Work to be completed:
Starting from the first line below, count every line holding the word "chunks", then state the total alone.

Stored data entries:
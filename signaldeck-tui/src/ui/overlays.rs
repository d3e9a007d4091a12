//! Overlay widgets: pair detail, data status, error history.

use ratatui::Frame;
use ratatui::layout::{Constraint, Direction, Layout, Rect};
use ratatui::style::{Modifier, Style};
use ratatui::text::{Line, Span};
use ratatui::widgets::{Block, Borders, Clear, Paragraph, Tabs, Wrap};

use signaldeck_core::Signal;

use crate::app::{AppState, DetailTab};
use crate::theme::Theme;
use crate::ui::cards::percent;
use crate::ui::centered_rect;

/// Per-pair drill-down with timeframe, chart and analysis tabs.
pub fn render_detail(f: &mut Frame, area: Rect, app: &AppState, pair: &str, tab: DetailTab) {
    let theme = app.theme();
    let popup = centered_rect(85, 85, area);
    f.render_widget(Clear, popup);

    let block = Block::default()
        .borders(Borders::ALL)
        .border_style(theme.accent_style())
        .title(format!(" {pair} [1-3]tab [Esc]close "))
        .title_style(theme.accent_bold());
    let inner = block.inner(popup);
    f.render_widget(block, popup);

    let chunks = Layout::default()
        .direction(Direction::Vertical)
        .constraints([Constraint::Length(2), Constraint::Min(1)])
        .split(inner);

    let titles: Vec<Line> = DetailTab::ALL
        .iter()
        .map(|t| Line::from(format!("{} {}", t.index() + 1, t.label())))
        .collect();
    let tabs = Tabs::new(titles)
        .select(tab.index())
        .style(theme.muted_style())
        .highlight_style(theme.accent_bold().add_modifier(Modifier::UNDERLINED));
    f.render_widget(tabs, chunks[0]);

    let lines = match tab {
        DetailTab::Timeframes => timeframe_lines(app, pair, &theme),
        DetailTab::Charts => chart_lines(app, pair, &theme),
        DetailTab::Analysis => match app.signals().iter().find(|s| s.pair == pair) {
            Some(signal) => analysis_lines(signal, &theme),
            None => vec![Line::from(Span::styled("No signal for this pair.", theme.muted_style()))],
        },
    };
    let para = Paragraph::new(lines).style(theme.base()).wrap(Wrap { trim: false });
    f.render_widget(para, chunks[1]);
}

fn timeframe_lines<'a>(app: &'a AppState, pair: &str, theme: &Theme) -> Vec<Line<'a>> {
    let mut lines = vec![Line::from(Span::styled(
        format!("{:<6}{:<10}{:<7}{:<10}{:<8}{:<22}{}", "TF", "TREND", "ACTION", "CONF", "WIN", "ENTRY", "TARGETS"),
        theme.accent_bold(),
    ))];

    if let Some(card) = app.signals().iter().find(|s| s.pair == pair) {
        lines.push(timeframe_row("card", card, theme));
    }

    let timeframes = app
        .snapshot
        .as_ref()
        .map(|s| s.refresh.set.timeframes())
        .unwrap_or_default();
    match app.timeframe_signals(pair) {
        Some(loaded) => {
            for tf in timeframes {
                match loaded.iter().find(|s| s.timeframe.as_deref() == Some(tf.as_str())) {
                    Some(s) => lines.push(timeframe_row(tf, s, theme)),
                    None => lines.push(Line::from(vec![
                        Span::styled(format!("{tf:<6}"), theme.text_style()),
                        Span::styled("no data", theme.muted_style()),
                    ])),
                }
            }
        }
        None => lines.push(Line::from(Span::styled(
            "Loading timeframe documents...",
            theme.muted_style(),
        ))),
    }

    if let Some(outcome) = app.outcome(pair) {
        lines.push(Line::from(""));
        let source = if outcome.main_loaded {
            "main document"
        } else if outcome.timeframes.is_empty() {
            "none"
        } else {
            "aggregated timeframes"
        };
        lines.push(Line::from(vec![
            Span::styled("Card built from: ", theme.muted_style()),
            Span::styled(source, theme.accent_style()),
        ]));
    }
    lines
}

fn timeframe_row<'a>(label: &str, s: &'a Signal, theme: &Theme) -> Line<'a> {
    Line::from(vec![
        Span::styled(format!("{label:<6}"), theme.text_style()),
        Span::styled(
            format!("{:<10}", s.trend.as_str()),
            Style::default().fg(theme.trend_color(s.trend)),
        ),
        Span::styled(
            format!("{:<7}", s.action.as_str()),
            Style::default().fg(theme.action_color(s.action)),
        ),
        Span::styled(
            format!("{:<10}", s.classification.confidence),
            Style::default().fg(theme.confidence_color(s.confidence_level())),
        ),
        Span::styled(format!("{:<8}", percent(&s.classification.win_rate)), theme.text_style()),
        Span::styled(format!("{:<22}", s.recommendation.entry_range), theme.text_style()),
        Span::styled(s.recommendation.targets.as_str(), theme.text_style()),
    ])
}

fn chart_lines<'a>(app: &'a AppState, pair: &str, theme: &Theme) -> Vec<Line<'a>> {
    let charts = app.charts(pair);
    if charts.is_empty() {
        return vec![Line::from(Span::styled("No chart locations.", theme.muted_style()))];
    }
    charts
        .iter()
        .map(|c| {
            let badge = match c.exists {
                Some(true) => "available",
                Some(false) => "missing",
                None => "unchecked",
            };
            Line::from(vec![
                Span::styled(format!("{:<6}", c.timeframe), theme.text_style()),
                Span::styled(
                    format!("{badge:<11}"),
                    Style::default().fg(theme.availability_color(c.exists)),
                ),
                Span::styled(c.location.as_str(), theme.muted_style()),
            ])
        })
        .collect()
}

fn analysis_lines<'a>(s: &'a Signal, theme: &Theme) -> Vec<Line<'a>> {
    let mut lines = Vec::new();

    let c = &s.classification;
    section(&mut lines, theme, "Classification", vec![
        ("Type", c.kind.clone()),
        ("Confidence", c.confidence.clone()),
        ("Confluence", c.confluence_score.clone()),
        ("Win rate", c.win_rate.clone()),
    ]);
    let r = &s.recommendation;
    section(&mut lines, theme, "Recommendation", vec![
        ("Action", r.action.clone()),
        ("Entry", r.entry_range.clone()),
        ("Targets", r.targets.clone()),
        ("Stop loss", r.stop_loss.clone()),
        ("Risk/reward", r.risk_reward_ratio.clone()),
    ]);
    let p = &s.position_sizing;
    section(&mut lines, theme, "Position Sizing", vec![
        ("Tier", p.confidence_tier.clone()),
        ("Size", p.position_size.clone()),
        ("Portfolio risk", p.portfolio_risk.clone()),
    ]);
    let t = &s.technical_analysis;
    section(&mut lines, theme, "Technical Analysis", vec![
        ("Primary timeframe", t.primary_timeframe.clone()),
        ("Trend", t.trend.clone()),
        ("Volume", t.volume_confirmation.clone()),
        ("Pattern strength", t.pattern_strength.clone()),
    ]);
    let m = &s.risk_management;
    section(&mut lines, theme, "Risk Management", vec![
        ("Stop type", m.stop_loss_type.clone()),
        ("Reward targets", m.reward_targets.to_string()),
        ("Exit strategy", m.exit_strategy.clone()),
        ("Max drawdown", m.max_drawdown.clone()),
    ]);

    lines.push(Line::from(Span::styled("Reasoning", theme.accent_bold())));
    lines.push(Line::from(Span::styled(s.reasoning.as_str(), theme.text_style())));
    lines.push(Line::from(Span::styled(
        format!("{} | {}", s.data_type, s.timestamp),
        theme.muted_style(),
    )));
    lines
}

fn section<'a>(lines: &mut Vec<Line<'a>>, theme: &Theme, title: &'static str, rows: Vec<(&'static str, String)>) {
    lines.push(Line::from(Span::styled(title, theme.accent_bold())));
    for (label, value) in rows {
        lines.push(Line::from(vec![
            Span::styled(format!("  {label:<20}"), theme.muted_style()),
            Span::styled(value, theme.text_style()),
        ]));
    }
    lines.push(Line::from(""));
}

/// Which pairs loaded, from which documents.
pub fn render_data_status(f: &mut Frame, area: Rect, app: &AppState) {
    let theme = app.theme();
    let popup = centered_rect(80, 75, area);
    f.render_widget(Clear, popup);

    let block = Block::default()
        .borders(Borders::ALL)
        .border_style(theme.accent_style())
        .title(" Data Status [Esc]close ")
        .title_style(theme.accent_bold());

    let Some(snapshot) = &app.snapshot else {
        let para = Paragraph::new(Span::styled("No refresh has completed yet.", theme.muted_style()))
            .block(block);
        f.render_widget(para, popup);
        return;
    };
    let status = &snapshot.status;

    let mut lines: Vec<Line> = Vec::new();
    lines.push(Line::from(vec![
        Span::styled("Resolved ", theme.muted_style()),
        Span::styled(
            format!("{}/{}", status.resolved_count(), status.rows.len()),
            theme.accent_bold(),
        ),
        Span::styled(format!("  timeframes {}", status.timeframes.join(",")), theme.muted_style()),
    ]));
    if let Some(err) = &status.config_error {
        lines.push(Line::from(Span::styled(
            format!("Pair list unavailable: {err}"),
            theme.negative_style(),
        )));
    }
    if status.sample {
        lines.push(Line::from(Span::styled("Showing sample signal", theme.warning_style())));
    }
    lines.push(Line::from(""));
    lines.push(Line::from(Span::styled(
        format!("{:<14}{:<6}{:<12}{}", "PAIR", "MAIN", "SOURCE", "TIMEFRAMES"),
        theme.accent_bold(),
    )));

    for row in &status.rows {
        let resolved = row
            .resolved
            .map(|d| d.as_str().to_string())
            .unwrap_or_else(|| "missing".into());
        let row_style = if row.is_missing() {
            theme.negative_style()
        } else {
            theme.text_style()
        };
        let mut spans = vec![
            Span::styled(format!("{:<14}", row.symbol), row_style),
            Span::styled(
                format!("{:<6}", if row.main_loaded { "yes" } else { "no" }),
                Style::default().fg(theme.availability_color(Some(row.main_loaded))),
            ),
            Span::styled(format!("{resolved:<12}"), row_style),
        ];
        for tf in &status.timeframes {
            let loaded = row
                .timeframes_checked
                .then(|| row.timeframes_loaded.contains(tf));
            spans.push(Span::styled(
                format!("{tf} "),
                Style::default().fg(theme.availability_color(loaded)),
            ));
        }
        lines.push(Line::from(spans));
    }

    let para = Paragraph::new(lines).block(block).style(theme.base());
    f.render_widget(para, popup);
}

/// Error history overlay.
pub fn render_error_history(f: &mut Frame, area: Rect, app: &AppState) {
    let theme = app.theme();
    let popup = centered_rect(80, 70, area);
    f.render_widget(Clear, popup);

    let block = Block::default()
        .borders(Borders::ALL)
        .border_style(theme.negative_style())
        .title(format!(
            " Error History ({}) [Esc]close [j/k]scroll ",
            app.error_history.len()
        ))
        .title_style(theme.negative_style());

    let inner = block.inner(popup);
    f.render_widget(block, popup);

    if app.error_history.is_empty() {
        let text = Paragraph::new(Span::styled("No errors recorded.", theme.muted_style()));
        f.render_widget(text, inner);
        return;
    }

    let mut lines: Vec<Line> = Vec::new();
    for (i, err) in app
        .error_history
        .iter()
        .enumerate()
        .skip(app.error_scroll)
        .take(inner.height as usize)
    {
        let style = if i == app.error_scroll {
            theme.negative_style().add_modifier(Modifier::BOLD)
        } else {
            theme.muted_style()
        };
        lines.push(Line::from(vec![
            Span::styled(format!("[{}] ", err.timestamp.format("%H:%M:%S")), theme.muted_style()),
            Span::styled(format!("[{}] ", err.category.label()), theme.warning_style()),
            Span::styled(err.message.as_str(), style),
        ]));
        if !err.context.is_empty() {
            lines.push(Line::from(vec![
                Span::raw("  "),
                Span::styled(err.context.as_str(), theme.muted_style()),
            ]));
        }
    }

    f.render_widget(Paragraph::new(lines), inner);
}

Exercise output:
3